Lithified and Unlithified Mg-Calcite Precipitates in Tropical Reef Environments Available to Purchase
Integration of a large tropical cave network in brecciated limestone: Caves Branch, Belize Available to Purchase
The Caves Branch Cave System is unusual because it developed in highly brecciated, nonbedded Cretaceous limestone, it is one of the largest cave complexes in the tropics, and it has a hydrologic architecture that mimics constant hydrochemical “flushing events.” Its complex growth has assembled a multilevel 31 km network, which is the largest of 45 km of caves in the Caves Branch Valley of Belize that have been surveyed following exploration and cave diving since the late 1960s. The valley is a polje entrenched into a mature cockpit holokarst of 200 m relief.

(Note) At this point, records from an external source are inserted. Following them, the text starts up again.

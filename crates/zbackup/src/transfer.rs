//! Transfer execution: remote cleanup, the streaming pipeline and the
//! optional archival rename.
//!
//! The pipeline is `send -> [progress] -> bounded buffer + rate limit ->
//! receive`. The buffer is a bounded channel of chunks, so a slow receiver
//! blocks the sender instead of dropping data. A transfer is not resumable
//! mid-stream; the next run's reconciliation decides where to restart.

use std::fmt;
use std::sync::Arc;

use bytes::{Bytes, BytesMut};
use tokio::io::{AsyncReadExt, AsyncWriteExt};
use tokio::sync::mpsc;
use tracing::{debug, error, info, trace, warn};

use crate::backend::{Mutation, ReceiveSink, SendSpec, SendStream, StorageBackend};
use crate::config::TransferConfig;
use crate::error::{BackupError, BackupResult};
use crate::marker::Target;
use crate::mode::RunOptions;
use crate::planner::ReplicationPlan;
use crate::progress::{format_bytes, ProgressMeter};
use crate::throttle::RateLimiter;

/// Stage a target run has reached.
#[derive(Debug, Clone, Copy, PartialEq, Eq, PartialOrd, Ord)]
pub enum RunStage {
    /// Nothing done yet.
    Idle,
    /// The local marker exists.
    SnapshotCreated,
    /// Reconciliation finished.
    PlanComputed,
    /// Remote markers ahead of the base were discarded.
    RemoteCleaned,
    /// The stream was applied on the remote.
    Transferred,
    /// The applied marker was renamed to its archival label.
    Renamed,
    /// All stages completed.
    Done,
}

impl fmt::Display for RunStage {
    fn fmt(&self, f: &mut fmt::Formatter<'_>) -> fmt::Result {
        let name = match self {
            RunStage::Idle => "idle",
            RunStage::SnapshotCreated => "snapshot-created",
            RunStage::PlanComputed => "plan-computed",
            RunStage::RemoteCleaned => "remote-cleaned",
            RunStage::Transferred => "transferred",
            RunStage::Renamed => "renamed",
            RunStage::Done => "done",
        };
        f.write_str(name)
    }
}

/// Everything needed to bring one target up to date with a new marker.
#[derive(Debug, Clone, PartialEq, Eq)]
pub struct TransferSpec {
    /// What to send.
    pub send: SendSpec,
    /// Where to apply it.
    pub target: Target,
    /// Create the target's parent datasets first (full transfers).
    pub ensure_parent: bool,
    /// Remote labels to destroy before the transfer, newest first.
    pub discard: Vec<String>,
    /// Archival label for the applied marker.
    pub rename_to: Option<String>,
}

impl TransferSpec {
    /// Incremental from `plan.base` when present, otherwise a full transfer.
    pub fn plan(
        source_dataset: &str,
        marker_label: &str,
        plan: &ReplicationPlan,
        target: &Target,
        rename_to: Option<String>,
    ) -> Self {
        let base = plan.base.as_ref().map(|b| b.label.clone());
        Self {
            ensure_parent: base.is_none(),
            send: SendSpec {
                dataset: source_dataset.to_string(),
                label: marker_label.to_string(),
                base,
            },
            target: target.clone(),
            discard: plan.discard.clone(),
            rename_to,
        }
    }

    /// Whether only the delta since the base is sent.
    pub fn is_incremental(&self) -> bool {
        self.send.base.is_some()
    }
}

/// Outcome of one target run.
#[derive(Debug, Clone, PartialEq, Eq)]
pub struct TransferReport {
    /// Last stage reached.
    pub stage: RunStage,
    /// Whether the transfer was incremental.
    pub incremental: bool,
    /// Stream bytes delivered to the receiver.
    pub bytes: u64,
    /// Remote labels destroyed before the transfer.
    pub discarded: Vec<String>,
    /// Remote labels that could not be destroyed.
    pub discard_failures: Vec<String>,
    /// Archival label applied, if any.
    pub renamed_to: Option<String>,
}

/// Runs a [`TransferSpec`] from `source` to `target`.
pub struct TransferExecutor {
    source: Arc<dyn StorageBackend>,
    target: Arc<dyn StorageBackend>,
    config: TransferConfig,
    options: RunOptions,
}

impl TransferExecutor {
    /// Executor for `source` → `target`.
    pub fn new(
        source: Arc<dyn StorageBackend>,
        target: Arc<dyn StorageBackend>,
        config: TransferConfig,
        options: RunOptions,
    ) -> Self {
        Self {
            source,
            target,
            config,
            options,
        }
    }

    /// Discard, transfer and rename. Only discard failures are tolerated.
    pub async fn execute(&self, spec: &TransferSpec) -> BackupResult<TransferReport> {
        let mut report = TransferReport {
            stage: RunStage::PlanComputed,
            incremental: spec.is_incremental(),
            bytes: 0,
            discarded: Vec::new(),
            discard_failures: Vec::new(),
            renamed_to: None,
        };
        let dataset = spec.target.dataset.as_str();

        if !spec.discard.is_empty() {
            self.discard(spec, &mut report).await;
            report.stage = RunStage::RemoteCleaned;
            debug!(stage = %report.stage, replica = %spec.target);
        }

        if !spec.is_incremental() {
            self.refuse_foreign_history(dataset, &report).await?;
        }

        if spec.ensure_parent {
            if self.options.is_dry_run() {
                self.options
                    .trace(&self.target.preview(&Mutation::EnsureParent { dataset }));
            } else {
                self.target.ensure_parent(dataset).await?;
            }
        }

        info!(
            replica = %spec.target,
            incremental = spec.is_incremental(),
            base = spec.send.base.as_deref().unwrap_or("-"),
            "transferring {}@{}",
            spec.send.dataset,
            spec.send.label
        );
        if self.options.is_dry_run() {
            self.options.trace(&format!(
                "{} | buffer({}) | {}",
                self.source.preview(&Mutation::Send(&spec.send)),
                self.describe_buffer(),
                self.target.preview(&Mutation::Receive { dataset })
            ));
        } else {
            report.bytes = self.transfer(spec).await?;
            info!(bytes = report.bytes, "applied on {}", spec.target);
        }
        report.stage = RunStage::Transferred;

        if let Some(archive_label) = &spec.rename_to {
            let op = Mutation::RenameMarker {
                dataset,
                from: &spec.send.label,
                to: archive_label,
            };
            if self.options.is_dry_run() {
                self.options.trace(&self.target.preview(&op));
            } else {
                self.target
                    .rename_marker(dataset, &spec.send.label, archive_label)
                    .await?;
                info!("renamed {}@{} to {}", dataset, spec.send.label, archive_label);
            }
            report.renamed_to = Some(archive_label.clone());
            report.stage = RunStage::Renamed;
        }

        report.stage = RunStage::Done;
        Ok(report)
    }

    async fn discard(&self, spec: &TransferSpec, report: &mut TransferReport) {
        let dataset = spec.target.dataset.as_str();
        for label in &spec.discard {
            if self.options.is_dry_run() {
                self.options.trace(&self.target.preview(&Mutation::DestroyMarker {
                    dataset,
                    label,
                    recursive: true,
                }));
                report.discarded.push(label.clone());
                continue;
            }
            match self.target.destroy_marker(dataset, label, true).await {
                Ok(()) => {
                    info!("discarded remote {}@{}", dataset, label);
                    report.discarded.push(label.clone());
                }
                Err(e) => {
                    warn!("could not discard remote {}@{}: {}", dataset, label, e);
                    report.discard_failures.push(label.clone());
                }
            }
        }
    }

    /// A full stream may only land on a missing or marker-free dataset.
    /// Labels already discarded (or, in a dry run, about to be) don't count.
    async fn refuse_foreign_history(&self, dataset: &str, report: &TransferReport) -> BackupResult<()> {
        if !self.target.dataset_exists(dataset).await? {
            return Ok(());
        }
        let markers = self
            .target
            .list_markers(dataset)
            .await?
            .into_iter()
            .filter(|m| !report.discarded.contains(&m.label))
            .count();
        if markers > 0 {
            error!(
                replica = %self.target.location(),
                markers,
                "{} holds history unrelated to the source, not overwriting it",
                dataset
            );
            return Err(BackupError::ForeignHistory {
                dataset: dataset.to_string(),
                markers,
            });
        }
        Ok(())
    }

    fn describe_buffer(&self) -> String {
        let limit = match self.config.max_bytes_per_sec {
            0 => "unlimited".to_string(),
            n => format!("{}/s", format_bytes(n)),
        };
        format!("{}, {}", format_bytes(self.config.buffer_bytes as u64), limit)
    }

    async fn transfer(&self, spec: &TransferSpec) -> BackupResult<u64> {
        let progress = if self.options.interactive {
            let total = match self.source.estimate_send_size(&spec.send).await {
                Ok(size) => {
                    info!("estimated stream size {}", format_bytes(size));
                    Some(size)
                }
                Err(e) => {
                    warn!("size estimate failed: {}", e);
                    None
                }
            };
            Some(ProgressMeter::new(total))
        } else {
            None
        };

        let send = self.source.send_stream(&spec.send).await?;
        let sink = self.target.receive_stream(&spec.target.dataset).await?;
        run_pipeline(send, sink, &self.config, progress).await
    }
}

/// Stream `send` into `sink` through the bounded, rate-limited buffer.
/// Returns the number of bytes delivered.
pub async fn run_pipeline(
    send: SendStream,
    sink: ReceiveSink,
    config: &TransferConfig,
    mut progress: Option<ProgressMeter>,
) -> BackupResult<u64> {
    let chunk_bytes = config.chunk_bytes.max(1);
    let slots = (config.buffer_bytes / chunk_bytes).max(1);
    let (tx, mut rx) = mpsc::channel::<Bytes>(slots);
    let mut limiter = RateLimiter::new(&config.throttle());

    let SendStream {
        mut reader,
        completion: send_done,
    } = send;
    let ReceiveSink {
        mut writer,
        completion: receive_done,
    } = sink;

    let producer = async move {
        let mut total = 0u64;
        loop {
            let mut buf = BytesMut::with_capacity(chunk_bytes);
            let n = reader.read_buf(&mut buf).await?;
            if n == 0 {
                break;
            }
            total += n as u64;
            if let Some(meter) = progress.as_mut() {
                meter.advance(n as u64);
            }
            if tx.send(buf.freeze()).await.is_err() {
                return Err(BackupError::Transfer {
                    msg: "receiver stopped accepting data".to_string(),
                });
            }
        }
        if let Some(meter) = progress.as_mut() {
            meter.finish();
        }
        Ok::<u64, BackupError>(total)
    };

    let consumer = async move {
        let mut written = 0u64;
        while let Some(chunk) = rx.recv().await {
            limiter.acquire(chunk.len() as u64).await;
            writer.write_all(&chunk).await?;
            written += chunk.len() as u64;
            trace!(written, "chunk delivered");
        }
        writer.shutdown().await?;
        drop(writer);
        if limiter.is_limited() {
            debug!(stalls = limiter.stalls(), "rate limit stalls");
        }
        Ok::<u64, BackupError>(written)
    };

    let (produced, consumed, sent, received) =
        tokio::join!(producer, consumer, send_done, receive_done);

    // The receiver's verdict explains most failures. When the sender failed
    // too, its stderr is usually the real cause (a missing base, say).
    match (received, sent) {
        (Err(received), Err(sent)) => {
            return Err(BackupError::Transfer {
                msg: format!("{}; sender: {}", received, sent),
            })
        }
        (Err(received), Ok(())) => return Err(received),
        (Ok(()), sent) => sent?,
    }
    let written = consumed?;
    let read = produced?;
    if read != written {
        return Err(BackupError::Transfer {
            msg: format!("read {} bytes but delivered {}", read, written),
        });
    }
    Ok(written)
}
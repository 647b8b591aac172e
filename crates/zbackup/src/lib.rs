#![warn(missing_docs)]

//! zbackup: snapshot/bookmark replication of a copy-on-write dataset to a
//! nearline and an archive replica, reconciled by snapshot guid.

pub mod backend;
pub mod cli;
pub mod command;
pub mod config;
pub mod controller;
pub mod error;
pub mod lock;
pub mod manifest;
pub mod marker;
pub mod memory;
pub mod mode;
pub mod planner;
pub mod progress;
pub mod snapshot;
pub mod throttle;
pub mod transfer;
pub mod zfs;

pub use backend::{Mutation, ReceiveSink, SendSpec, SendStream, StorageBackend};
pub use config::BackupConfig;
pub use controller::{RunController, RunReport, RunRequest};
pub use error::{BackupError, BackupResult};
pub use marker::{DurableReference, Guid, Marker, RemoteHistory, Target};
pub use memory::MemoryBackend;
pub use mode::{ExecMode, RunOptions};
pub use planner::{reconcile, LocalReferenceIndex, ReplicationPlan, ReplicationPlanner};
pub use zfs::ZfsBackend;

After initiation of high, small, isolated phreatic caves, perhaps 200,000 yr of development progressed vertically downward from massive phreatic chambers (one exceeds 300 m in length) to the present active conduit, which has both deep phreatic loops and low water-table gradients. The primary conduit of the Caves Branch Cave System exceeds 15 km in length and parallels the polje on the east. A series of hydraulically restricted cave channels pirate allogenic river water from the polje into the conduit, to mix with high-solute calcite-saturated discharge from the overlying karst. The discharge of sequential wet season storms overwhelms the river waters in the conduit, producing a rise in solute concentration, which then declines with each karst storm flow recession. The pirate river channels and holokarst inputs join from opposite sides of the same conduit at similar elevations, yet have distinctive morphologies. In the absence of bedding, these may be best explained by differences in clastic sediment load, which are more pronounced than differences in chemistry.